L'histoire :
« Tout accepter. Bouger toujours. Aucune crainte. Aucune espérance. Rester pur. Faire attention ». Voilà en quelques mots la philosophie de vie de Samuel, petit ectoplasme blanc cyclopéen qui traverse l'Histoire et les matières avec une insolente facilité. Une planète, un Big Bang, des arc-en-ciel plein la tête et la clope au bec, il avance, joue, expérimente, se repose, fait des rencontres inédites et traverse le temps insouciant, seulement préoccupé de liberté et de calme. Autour de lui, des mondes parallèles et colorés, des guerres, des croisades, des ptérodactyles, des plantes vivantes, le néant ou le désert, la forêt ou la neige, des marées noires et des silences, la mort et l'éclair. Beaucoup de silence et tant de choses à contempler. Avancer sur les pas de Samuel, c'est prendre le risque d'être enfin libre...

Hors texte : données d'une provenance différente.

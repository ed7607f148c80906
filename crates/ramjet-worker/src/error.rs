//! Error types for the network layer.

use ramjet_core::CoreError;
use thiserror::Error;

/// Network layer error type.
#[derive(Debug, Error)]
pub enum WorkerError {
    /// A request or target URL could not be parsed.
    #[error("invalid URL '{url}': {source}")]
    InvalidUrl {
        url: String,
        #[source]
        source: url::ParseError,
    },

    /// The upstream fetch failed.
    #[error("Transport error: {0}")]
    Transport(#[from] TransportError),

    /// Configuration error.
    #[error("Core error: {0}")]
    Core(#[from] CoreError),

    /// IO error.
    #[error("IO error: {0}")]
    Io(#[from] std::io::Error),

    /// HTTP error.
    #[error("HTTP error: {0}")]
    Http(String),

    /// An incoming request body exceeded the configured cap.
    #[error("Request body exceeds {limit} bytes")]
    PayloadTooLarge { limit: usize },

    /// Server error.
    #[error("Server error: {0}")]
    Server(String),
}

impl WorkerError {
    /// Builds an [`WorkerError::InvalidUrl`] for the given input.
    pub fn invalid_url(url: impl Into<String>, source: url::ParseError) -> Self {
        Self::InvalidUrl {
            url: url.into(),
            source,
        }
    }
}

/// Errors raised by a [`crate::Transport`].
#[derive(Debug, Error)]
pub enum TransportError {
    /// The HTTP client could not be built.
    #[error("Failed to build client: {0}")]
    Client(String),

    /// The request method is not a valid HTTP token.
    #[error("Invalid method: {0}")]
    InvalidMethod(String),

    /// The URL scheme cannot be fetched.
    #[error("Unsupported scheme: {0}")]
    UnsupportedScheme(String),

    /// The request failed before a response arrived.
    #[error("Request failed: {0}")]
    Request(String),

    /// The response body could not be read.
    #[error("Failed to read body: {0}")]
    Body(String),

    /// The response body exceeded the configured cap.
    #[error("Response body exceeds {limit} bytes")]
    BodyTooLarge { limit: usize },
}

impl From<reqwest::Error> for TransportError {
    fn from(e: reqwest::Error) -> Self {
        if e.is_body() || e.is_decode() {
            Self::Body(e.to_string())
        } else {
            Self::Request(e.to_string())
        }
    }
}

/// Result type for network layer operations.
pub type Result<T> = std::result::Result<T, WorkerError>;
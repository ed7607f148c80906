//! `fetch`, `Headers`, `Request` and `Response`.

use crate::client::Client;
use crate::host::Value;
use crate::interception::{AccessorHooks, CallHooks, HookOutcome};

pub fn install(client: &Client) -> usize {
    let interceptor = client.interceptor();
    let mut installed = 0;

    let env = client.env().clone();
    installed += interceptor.register_call(
        "fetch",
        CallHooks::new().on_invoke(move |ctx| {
            let input = ctx.arg(0);
            if input.as_str().is_some() || input.is_instance_of("URL") {
                let raw = input.to_display_string()?;
                ctx.set_arg(0, env.encode_url(&raw).into());
            }
            Ok(HookOutcome::Continue)
        }),
    );

    let env = client.env().clone();
    installed += interceptor.register_call(
        "Headers",
        CallHooks::new().on_construct(move |ctx| {
            let init = env.rewrite_header_init(&ctx.arg(0))?;
            if !ctx.args.is_empty() {
                ctx.set_arg(0, init);
            }
            Ok(HookOutcome::Continue)
        }),
    );

    let env = client.env().clone();
    installed += interceptor.register_call(
        "Request",
        CallHooks::new().on_construct(move |ctx| {
            if let Some(raw) = ctx.arg(0).as_str() {
                ctx.set_arg(0, env.encode_url(raw).into());
            }
            Ok(HookOutcome::Continue)
        }),
    );

    let env = client.env().clone();
    installed += interceptor.register_call(
        "Response.redirect",
        CallHooks::new().on_invoke(move |ctx| {
            let raw = ctx.arg(0).to_display_string()?;
            ctx.set_arg(0, env.encode_url(&raw).into());
            Ok(HookOutcome::Continue)
        }),
    );

    let env = client.env().clone();
    installed += interceptor.register_accessor(
        ["Request.prototype.url", "Response.prototype.url"],
        AccessorHooks::new().on_get(move |ctx| match ctx.get()? {
            Value::String(url) => Ok(env.decode_url(&url).into()),
            other => Ok(other),
        }),
    );

    installed
}

#[cfg(test)]
mod tests {
    use super::*;
    use crate::host::{ObjectRef, Property};
    use crate::test_support::BrowserFixture;

    #[test]
    fn fetch_string_is_encoded() {
        let fixture = BrowserFixture::window();
        let client = fixture.client();
        client.hook();
        fixture.global.invoke("fetch", vec![Value::from("/api/data")]).unwrap();
        let calls = fixture.calls("fetch");
        assert_eq!(
            calls[0][0],
            Value::from(client.encode_url("https://example.com/api/data"))
        );
    }

    #[test]
    fn fetch_url_object_is_encoded() {
        let fixture = BrowserFixture::window();
        let client = fixture.client();
        client.hook();
        let url = fixture.url_object("https://b.test/x");
        fixture.global.invoke("fetch", vec![url.into()]).unwrap();
        assert_eq!(
            fixture.calls("fetch")[0][0],
            Value::from(client.encode_url("https://b.test/x"))
        );
    }

    #[test]
    fn fetch_request_object_passes_through() {
        let fixture = BrowserFixture::window();
        let client = fixture.client();
        client.hook();
        let request = ObjectRef::new("Request");
        fixture.global.invoke("fetch", vec![request.clone().into()]).unwrap();
        assert_eq!(fixture.calls("fetch")[0][0], Value::from(request));
    }

    #[test]
    fn fetch_identity_behavior_without_rewrite_targets() {
        let fixture = BrowserFixture::window();
        let before = fixture.global.invoke("fetch", Vec::new()).unwrap();
        let client = fixture.client();
        client.hook();
        let after = fixture.global.invoke("fetch", Vec::new()).unwrap();
        assert_eq!(before, after);
    }

    #[test]
    fn request_constructor_encodes_and_getter_decodes() {
        let fixture = BrowserFixture::window();
        let client = fixture.client();
        client.hook();
        let request_ctor = fixture.global.get("Request").unwrap();
        let request = request_ctor
            .as_object()
            .unwrap()
            .construct(vec![Value::from("https://b.test/r")], None)
            .unwrap();
        let request = request.as_object().unwrap();
        assert_eq!(
            request.get("_url").unwrap(),
            Value::from(client.encode_url("https://b.test/r"))
        );
        assert_eq!(request.get("url").unwrap(), Value::from("https://b.test/r"));
    }

    #[test]
    fn headers_constructor_rewrites_record() {
        let fixture = BrowserFixture::window();
        let client = fixture.client();
        client.hook();
        let init = ObjectRef::plain();
        init.define_property("Content-Security-Policy", Property::data("default-src 'none'"));
        init.define_property("Accept", Property::data("text/html"));
        let headers = fixture
            .global
            .get("Headers")
            .unwrap()
            .as_object()
            .unwrap()
            .construct(vec![init.into()], None)
            .unwrap();
        let stored = headers.as_object().unwrap().get("init").unwrap();
        let stored = stored.as_object().unwrap();
        assert!(!stored.has("content-security-policy"));
        assert_eq!(stored.get("accept").unwrap(), Value::from("text/html"));
    }

    #[test]
    fn headers_constructor_without_init_is_untouched() {
        let fixture = BrowserFixture::window();
        let client = fixture.client();
        client.hook();
        let headers = fixture
            .global
            .get("Headers")
            .unwrap()
            .as_object()
            .unwrap()
            .construct(Vec::new(), None)
            .unwrap();
        assert!(headers.as_object().unwrap().get("init").unwrap().is_undefined());
    }

    #[test]
    fn response_redirect_is_encoded() {
        let fixture = BrowserFixture::window();
        let client = fixture.client();
        client.hook();
        let response_ctor = fixture.global.get("Response").unwrap();
        let response = response_ctor
            .as_object()
            .unwrap()
            .invoke("redirect", vec![Value::from("https://b.test/login")])
            .unwrap();
        let response = response.as_object().unwrap();
        assert_eq!(
            response.get("_url").unwrap(),
            Value::from(client.encode_url("https://b.test/login"))
        );
        assert_eq!(response.get("url").unwrap(), Value::from("https://b.test/login"));
    }
}
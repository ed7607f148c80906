//! Header maps exchanged with the rewriters.

use std::collections::BTreeMap;

/// Headers that must never be folded, one line per value.
const MULTI_VALUED: &[&str] = &["set-cookie"];

/// A flat header map keyed by lower-cased header name.
///
/// Repeated headers are folded into one comma-separated value, which is what
/// the rewriters and the page-visible `Headers` surface observe. `set-cookie`
/// is the exception: its values contain commas (`Expires=`), so each one is
/// kept and iterated separately.
#[derive(Debug, Clone, Default, PartialEq, Eq)]
pub struct RawHeaders {
    entries: BTreeMap<String, Vec<String>>,
}

impl RawHeaders {
    /// Creates an empty header map.
    pub fn new() -> Self {
        Self::default()
    }

    /// Returns the value for `name`, case-insensitively. For `set-cookie`
    /// this is the first value.
    pub fn get(&self, name: &str) -> Option<&str> {
        self.entries
            .get(&name.to_ascii_lowercase())
            .and_then(|values| values.first())
            .map(String::as_str)
    }

    /// Returns every value stored for `name`.
    pub fn get_all(&self, name: &str) -> impl Iterator<Item = &str> {
        self.entries
            .get(&name.to_ascii_lowercase())
            .into_iter()
            .flatten()
            .map(String::as_str)
    }

    /// Sets `name` to `value`, replacing any previous values.
    pub fn insert(&mut self, name: &str, value: impl Into<String>) {
        self.entries
            .insert(name.to_ascii_lowercase(), vec![value.into()]);
    }

    /// Appends `value` to `name`, folding with a comma when already present.
    pub fn append(&mut self, name: &str, value: &str) {
        let name = name.to_ascii_lowercase();
        let multi = MULTI_VALUED.contains(&name.as_str());
        let values = self.entries.entry(name).or_default();
        match values.first_mut() {
            Some(existing) if !multi => {
                existing.push_str(", ");
                existing.push_str(value);
            }
            _ => values.push(value.to_string()),
        }
    }

    /// Removes `name`, returning its (first) value.
    pub fn remove(&mut self, name: &str) -> Option<String> {
        self.entries
            .remove(&name.to_ascii_lowercase())
            .and_then(|values| values.into_iter().next())
    }

    /// Returns true if `name` is present.
    pub fn contains(&self, name: &str) -> bool {
        self.entries.contains_key(&name.to_ascii_lowercase())
    }

    /// Iterates over `(name, value)` pairs in name order. Multi-valued
    /// headers yield one pair per value.
    pub fn iter(&self) -> impl Iterator<Item = (&str, &str)> {
        self.entries
            .iter()
            .flat_map(|(k, values)| values.iter().map(move |v| (k.as_str(), v.as_str())))
    }

    /// Returns the number of distinct header names.
    pub fn len(&self) -> usize {
        self.entries.len()
    }

    /// Returns true if there are no headers.
    pub fn is_empty(&self) -> bool {
        self.entries.is_empty()
    }
}

impl<K: AsRef<str>, V: Into<String>> FromIterator<(K, V)> for RawHeaders {
    fn from_iter<I: IntoIterator<Item = (K, V)>>(iter: I) -> Self {
        let mut headers = Self::new();
        for (name, value) in iter {
            headers.append(name.as_ref(), &value.into());
        }
        headers
    }
}

#[cfg(test)]
mod tests {
    use super::*;

    #[test]
    fn names_are_case_insensitive() {
        let mut headers = RawHeaders::new();
        headers.insert("Content-Type", "text/html");
        assert_eq!(headers.get("content-type"), Some("text/html"));
        assert_eq!(headers.get("CONTENT-TYPE"), Some("text/html"));
        assert!(headers.contains("Content-type"));
    }

    #[test]
    fn append_folds_values() {
        let headers: RawHeaders = [("Vary", "accept"), ("vary", "origin")].into_iter().collect();
        assert_eq!(headers.get("vary"), Some("accept, origin"));
        assert_eq!(headers.len(), 1);
    }

    #[test]
    fn set_cookie_values_stay_separate() {
        let mut headers = RawHeaders::new();
        headers.append("Set-Cookie", "a=1; Expires=Wed, 21 Oct 2026 07:28:00 GMT");
        headers.append("set-cookie", "b=2; Path=/");
        let cookies: Vec<_> = headers.get_all("set-cookie").collect();
        assert_eq!(
            cookies,
            ["a=1; Expires=Wed, 21 Oct 2026 07:28:00 GMT", "b=2; Path=/"]
        );
        assert_eq!(headers.iter().count(), 2);
        assert_eq!(headers.len(), 1);
    }

    #[test]
    fn remove_returns_value() {
        let mut headers = RawHeaders::new();
        headers.insert("x-test", "1");
        assert_eq!(headers.remove("X-Test").as_deref(), Some("1"));
        assert!(headers.is_empty());
    }
}
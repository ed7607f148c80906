//! Error types for the core crate.

use thiserror::Error;

/// Core error type.
#[derive(Debug, Error)]
pub enum CoreError {
    /// A URL could not be parsed.
    #[error("invalid URL '{url}': {source}")]
    InvalidUrl {
        url: String,
        #[source]
        source: url::ParseError,
    },

    /// Configuration is inconsistent.
    #[error("configuration error: {0}")]
    Config(String),

    /// IO error.
    #[error("IO error: {0}")]
    Io(#[from] std::io::Error),

    /// JSON parsing error.
    #[error("JSON error: {0}")]
    Json(#[from] serde_json::Error),
}

impl CoreError {
    /// Builds an [`CoreError::InvalidUrl`] for the given input.
    pub fn invalid_url(url: impl Into<String>, source: url::ParseError) -> Self {
        Self::InvalidUrl {
            url: url.into(),
            source,
        }
    }
}

/// Result type for core operations.
pub type Result<T> = std::result::Result<T, CoreError>;
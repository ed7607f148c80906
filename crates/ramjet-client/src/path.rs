//! Validated member paths (`"navigator.serviceWorker.register"`).

use std::fmt;
use std::str::FromStr;

use thiserror::Error;

use crate::host::{ObjectRef, Value};

/// Member path parse errors.
#[derive(Debug, Clone, PartialEq, Eq, Error)]
pub enum PathError {
    /// The path has no segments.
    #[error("member path is empty")]
    Empty,

    /// One of the dot-separated segments is empty.
    #[error("member path '{0}' has an empty segment")]
    EmptySegment(String),
}

/// A non-empty, dot-separated member chain.
#[derive(Debug, Clone, PartialEq, Eq, Hash, PartialOrd, Ord)]
pub struct MemberPath {
    segments: Vec<String>,
}

impl MemberPath {
    /// Parses a dot-separated path.
    pub fn parse(path: &str) -> Result<Self, PathError> {
        let path = path.trim();
        if path.is_empty() {
            return Err(PathError::Empty);
        }
        let segments: Vec<String> = path.split('.').map(str::to_string).collect();
        if segments.iter().any(String::is_empty) {
            return Err(PathError::EmptySegment(path.to_string()));
        }
        Ok(Self { segments })
    }

    /// Returns all segments.
    pub fn segments(&self) -> &[String] {
        &self.segments
    }

    /// Returns the last segment: the member being intercepted.
    pub fn member(&self) -> &str {
        // parse() guarantees at least one segment
        self.segments.last().map(String::as_str).unwrap_or_default()
    }

    /// Returns the segments leading to the member's parent object.
    pub fn parent_segments(&self) -> &[String] {
        &self.segments[..self.segments.len() - 1]
    }

    /// Walks the parent chain from `root`.
    ///
    /// Returns the parent object and member name, or `None` as soon as a
    /// segment is absent, not an object, or cannot be read.
    pub fn resolve(&self, root: &ObjectRef) -> Option<(ObjectRef, String)> {
        let mut current = root.clone();
        for segment in self.parent_segments() {
            current = match current.get(segment) {
                Ok(Value::Object(next)) => next,
                _ => return None,
            };
        }
        Some((current, self.member().to_string()))
    }
}

impl fmt::Display for MemberPath {
    fn fmt(&self, f: &mut fmt::Formatter<'_>) -> fmt::Result {
        f.write_str(&self.segments.join("."))
    }
}

impl FromStr for MemberPath {
    type Err = PathError;

    fn from_str(s: &str) -> Result<Self, Self::Err> {
        Self::parse(s)
    }
}

#[cfg(test)]
mod tests {
    use super::*;
    use crate::host::Property;

    #[test]
    fn parse_splits_segments() {
        let path = MemberPath::parse("navigator.serviceWorker.register").unwrap();
        assert_eq!(path.segments().len(), 3);
        assert_eq!(path.member(), "register");
        assert_eq!(path.parent_segments(), &["navigator", "serviceWorker"]);
        assert_eq!(path.to_string(), "navigator.serviceWorker.register");
    }

    #[test]
    fn parse_rejects_malformed_paths() {
        assert_eq!(MemberPath::parse(""), Err(PathError::Empty));
        assert!(matches!(
            MemberPath::parse("a..b"),
            Err(PathError::EmptySegment(_))
        ));
        assert!("a.".parse::<MemberPath>().is_err());
    }

    #[test]
    fn resolve_walks_parent_chain() {
        let root = ObjectRef::new("Window");
        let navigator = ObjectRef::new("Navigator");
        root.define_property("navigator", Property::data(navigator.clone()));

        let path = MemberPath::parse("navigator.userAgent").unwrap();
        let (parent, member) = path.resolve(&root).unwrap();
        assert!(parent.ptr_eq(&navigator));
        assert_eq!(member, "userAgent");

        let single = MemberPath::parse("fetch").unwrap();
        let (parent, _) = single.resolve(&root).unwrap();
        assert!(parent.ptr_eq(&root));
    }

    #[test]
    fn resolve_fails_closed_on_missing_segment() {
        let root = ObjectRef::new("Window");
        root.define_property("count", Property::data(1.0));
        assert!(MemberPath::parse("Missing.prototype.x")
            .unwrap()
            .resolve(&root)
            .is_none());
        assert!(MemberPath::parse("count.x").unwrap().resolve(&root).is_none());
    }
}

Ce qu'on en pense sur la planète BD :
Décidément, l'actualité du finlandais Tommi Musturi est chaud-bouillante. Après l'excellent Quart livre de M. Espoir et en attendant Beating fin mai, l'éditeur belge la 5ème couche réédite le tout aussi bon Sur les pas de Samuel (2010) accompagné d'une magnifique jaquette-poster pour l'occasion. Récit entièrement muet tout en couleurs, on y côtoie un petit ectoplasme blanc aux allures de fantôme évoluant dans des mondes parallèles, tour à tour psychédéliques, surréalistes ou oniriques, à la manière de Jim Woodring. En quelques pages, il installe un univers fascinant, qui happe aussitôt un lecteur libre de son interprétation, d'autant plus que Samuel est inexpressif. Les teintes vives et douces, légères et aériennes, et très contrastées, nourrissent une fantaisie psychédélique envoûtante, l'album baignant constamment dans une contemplation désintéressée du monde propice au recueillement et à l'ascèse. Métaphore du paradis perdu, décor d'une quête généreuse et tranquille, le monde de Samuel est versatile, achronique et d'une plasticité à la mesure de l'œil curieux et alerte, celui de Samuel qui se confond évidemment avec celui du lecteur. Sans oublier une pointe d'ironie noire et moqueuse, toujours là pour nous rappeler la cruauté du monde et la vanité de l'art. Mais, par un joli pied de nez visuel, Musturi refuse d'y sombrer en faisant voyager son héros libre, insouciant et imperturbable, dans un monde édénique via une sublime esthétique du rêve portée par des couleurs chatoyantes. La lisibilité du trait et sa simplicité étant stupéfiantes, pas trop loin d'un Chris Ware. Autre grande qualité : la place laissée au lecteur, libre de construire lui-même le récit, aidé par un ectoplasme sans émotion, parfait support de projection. Seule limite peut-être, la capacité de chacun à s'adapter aux silences, aux non-dits et aux images muettes et à se laisser bercer par le rythme indolent. Véritable ode à la liberté, Sur les pas de Samuel est un voyage cosmogonique de toute beauté où se déploie tout le talent de Musturi, auteur hélas encore trop méconnu. Vivifiant, apaisant et propre à nous faire rêver.